* [Exercise directions]:
Every record must be reproduced exactly. Leave none out.
┄┄┄┄┄┄┄┄┄┄
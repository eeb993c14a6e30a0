//! Generator configuration

use serde::{Deserialize, Serialize};

use crate::carve::clamp_locked_fraction;
use crate::consts::*;
use crate::error::ConfigError;
use crate::grid::GrowthBounds;
use crate::pacing::PacingConfig;
use crate::shape::{ShapePools, SpecialRoomVariants};

/// Names of the things a collaborator spawns; unset classes are skipped
#[derive(Debug, Clone, PartialEq, Eq, Serialize, Deserialize)]
#[serde(default)]
pub struct SpawnClasses {
    pub enemy: Option<String>,
    pub treasure: Option<String>,
    pub key: Option<String>,
    pub locked_door: Option<String>,
}

impl Default for SpawnClasses {
    fn default() -> Self {
        Self {
            enemy: Some("enemy".to_string()),
            treasure: Some("treasure".to_string()),
            key: Some("key".to_string()),
            locked_door: Some("locked_door".to_string()),
        }
    }
}

impl SpawnClasses {
    pub fn none() -> Self {
        Self {
            enemy: None,
            treasure: None,
            key: None,
            locked_door: None,
        }
    }
}

/// How each new level grows
#[derive(Debug, Clone, Copy, PartialEq, Serialize, Deserialize)]
#[serde(default)]
pub struct LevelProgression {
    pub cells_per_level: usize,
    /// Enemy budget is `floor(target_cells * enemies_per_room)` after a step
    pub enemies_per_room: f32,
}

impl Default for LevelProgression {
    fn default() -> Self {
        Self {
            cells_per_level: DEFAULT_CELLS_PER_LEVEL,
            enemies_per_room: DEFAULT_ENEMIES_PER_ROOM,
        }
    }
}

/// Everything one generation run depends on
#[derive(Debug, Clone, PartialEq, Serialize, Deserialize)]
#[serde(default)]
pub struct GeneratorConfig {
    /// Fixed seed; None draws one from entropy per run
    pub seed: Option<u64>,
    /// World units per grid cell
    pub cell_size: f32,
    pub target_cells: usize,
    pub extra_door_chance: f32,
    /// Clamped to 0.2..=0.5
    pub locked_fraction: f32,
    pub enemy_budget: u32,
    pub treasure_budget: u32,
    pub min_dead_end_depth: u32,
    /// Restrict the first expansion to one origin neighbour
    pub forced_corridor: bool,
    pub bounds: GrowthBounds,
    pub pacing: PacingConfig,
    pub progression: LevelProgression,
    pub shape_pools: ShapePools,
    pub special_rooms: SpecialRoomVariants,
    pub spawn_classes: SpawnClasses,
}

impl Default for GeneratorConfig {
    fn default() -> Self {
        Self {
            seed: None,
            cell_size: DEFAULT_CELL_SIZE,
            target_cells: DEFAULT_TARGET_CELLS,
            extra_door_chance: DEFAULT_EXTRA_DOOR_CHANCE,
            locked_fraction: DEFAULT_LOCKED_FRACTION,
            enemy_budget: DEFAULT_ENEMY_BUDGET,
            treasure_budget: DEFAULT_TREASURE_BUDGET,
            min_dead_end_depth: DEFAULT_MIN_DEAD_END_DEPTH,
            forced_corridor: true,
            bounds: GrowthBounds::UNBOUNDED,
            pacing: PacingConfig::default(),
            progression: LevelProgression::default(),
            shape_pools: ShapePools::default(),
            special_rooms: SpecialRoomVariants::default(),
            spawn_classes: SpawnClasses::default(),
        }
    }
}

impl GeneratorConfig {
    /// Default configuration with a fixed seed
    pub fn seeded(seed: u64) -> Self {
        Self {
            seed: Some(seed),
            ..Self::default()
        }
    }

    /// Check the configuration and clamp the locked fraction into range
    pub fn validated(mut self) -> Result<Self, ConfigError> {
        self.validate()?;
        self.locked_fraction = clamp_locked_fraction(self.locked_fraction);
        Ok(self)
    }

    pub fn validate(&self) -> Result<(), ConfigError> {
        if self.target_cells == 0 {
            return Err(ConfigError::NoCells);
        }
        if !self.cell_size.is_finite() || self.cell_size <= 0.0 {
            return Err(ConfigError::InvalidCellSize(self.cell_size));
        }
        if !(0.0..=1.0).contains(&self.extra_door_chance) {
            return Err(ConfigError::InvalidProbability {
                name: "extra_door_chance",
                value: self.extra_door_chance,
            });
        }
        let ratio = self.progression.enemies_per_room;
        if !ratio.is_finite() || ratio < 0.0 {
            return Err(ConfigError::InvalidProbability {
                name: "enemies_per_room",
                value: ratio,
            });
        }
        self.pacing.validate()
    }

    /// Grow the level by `delta` rooms and rescale the enemy budget
    pub fn advance_level(&mut self, delta: usize) {
        self.target_cells = self.target_cells.saturating_add(delta);
        self.enemy_budget =
            (self.target_cells as f32 * self.progression.enemies_per_room).floor() as u32;
    }
}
┄┄┄┄┄┄┄┄┄┄
* [Exercise result]:
repository eeb993c14a6e30a0
//! Generator configuration

use serde::{Deserialize, Serialize};

use crate::carve::clamp_locked_fraction;
use crate::consts::*;
use crate::error::ConfigError;
use crate::grid::GrowthBounds;
use crate::pacing::PacingConfig;
use crate::shape::{ShapePools, SpecialRoomVariants};

/// Names of the things a collaborator spawns; unset classes are skipped
#[derive(Debug, Clone, PartialEq, Eq, Serialize, Deserialize)]
#[serde(default)]
pub struct SpawnClasses {
    pub enemy: Option<String>,
    pub treasure: Option<String>,
    pub key: Option<String>,
    pub locked_door: Option<String>,
}

impl Default for SpawnClasses {
    fn default() -> Self {
        Self {
            enemy: Some("enemy".to_string()),
            treasure: Some("treasure".to_string()),
            key: Some("key".to_string()),
            locked_door: Some("locked_door".to_string()),
        }
    }
}

impl SpawnClasses {
    pub fn none() -> Self {
        Self {
            enemy: None,
            treasure: None,
            key: None,
            locked_door: None,
        }
    }
}

/// How each new level grows
#[derive(Debug, Clone, Copy, PartialEq, Serialize, Deserialize)]
#[serde(default)]
pub struct LevelProgression {
    pub cells_per_level: usize,
    /// Enemy budget is `floor(target_cells * enemies_per_room)` after a step
    pub enemies_per_room: f32,
}

impl Default for LevelProgression {
    fn default() -> Self {
        Self {
            cells_per_level: DEFAULT_CELLS_PER_LEVEL,
            enemies_per_room: DEFAULT_ENEMIES_PER_ROOM,
        }
    }
}

/// Everything one generation run depends on
#[derive(Debug, Clone, PartialEq, Serialize, Deserialize)]
#[serde(default)]
pub struct GeneratorConfig {
    /// Fixed seed; None draws one from entropy per run
    pub seed: Option<u64>,
    /// World units per grid cell
    pub cell_size: f32,
    pub target_cells: usize,
    pub extra_door_chance: f32,
    /// Clamped to 0.2..=0.5
    pub locked_fraction: f32,
    pub enemy_budget: u32,
    pub treasure_budget: u32,
    pub min_dead_end_depth: u32,
    /// Restrict the first expansion to one origin neighbour
    pub forced_corridor: bool,
    pub bounds: GrowthBounds,
    pub pacing: PacingConfig,
    pub progression: LevelProgression,
    pub shape_pools: ShapePools,
    pub special_rooms: SpecialRoomVariants,
    pub spawn_classes: SpawnClasses,
}

impl Default for GeneratorConfig {
    fn default() -> Self {
        Self {
            seed: None,
            cell_size: DEFAULT_CELL_SIZE,
            target_cells: DEFAULT_TARGET_CELLS,
            extra_door_chance: DEFAULT_EXTRA_DOOR_CHANCE,
            locked_fraction: DEFAULT_LOCKED_FRACTION,
            enemy_budget: DEFAULT_ENEMY_BUDGET,
            treasure_budget: DEFAULT_TREASURE_BUDGET,
            min_dead_end_depth: DEFAULT_MIN_DEAD_END_DEPTH,
            forced_corridor: true,
            bounds: GrowthBounds::UNBOUNDED,
            pacing: PacingConfig::default(),
            progression: LevelProgression::default(),
            shape_pools: ShapePools::default(),
            special_rooms: SpecialRoomVariants::default(),
            spawn_classes: SpawnClasses::default(),
        }
    }
}

impl GeneratorConfig {
    /// Default configuration with a fixed seed
    pub fn seeded(seed: u64) -> Self {
        Self {
            seed: Some(seed),
            ..Self::default()
        }
    }

    /// Check the configuration and clamp the locked fraction into range
    pub fn validated(mut self) -> Result<Self, ConfigError> {
        self.validate()?;
        self.locked_fraction = clamp_locked_fraction(self.locked_fraction);
        Ok(self)
    }

    pub fn validate(&self) -> Result<(), ConfigError> {
        if self.target_cells == 0 {
            return Err(ConfigError::NoCells);
        }
        if !self.cell_size.is_finite() || self.cell_size <= 0.0 {
            return Err(ConfigError::InvalidCellSize(self.cell_size));
        }
        if !(0.0..=1.0).contains(&self.extra_door_chance) {
            return Err(ConfigError::InvalidProbability {
                name: "extra_door_chance",
                value: self.extra_door_chance,
            });
        }
        let ratio = self.progression.enemies_per_room;
        if !ratio.is_finite() || ratio < 0.0 {
            return Err(ConfigError::InvalidProbability {
                name: "enemies_per_room",
                value: ratio,
            });
        }
        self.pacing.validate()
    }

    /// Grow the level by `delta` rooms and rescale the enemy budget
    pub fn advance_level(&mut self, delta: usize) {
        self.target_cells = self.target_cells.saturating_add(delta);
        self.enemy_budget =
            (self.target_cells as f32 * self.progression.enemies_per_room).floor() as u32;
    }
}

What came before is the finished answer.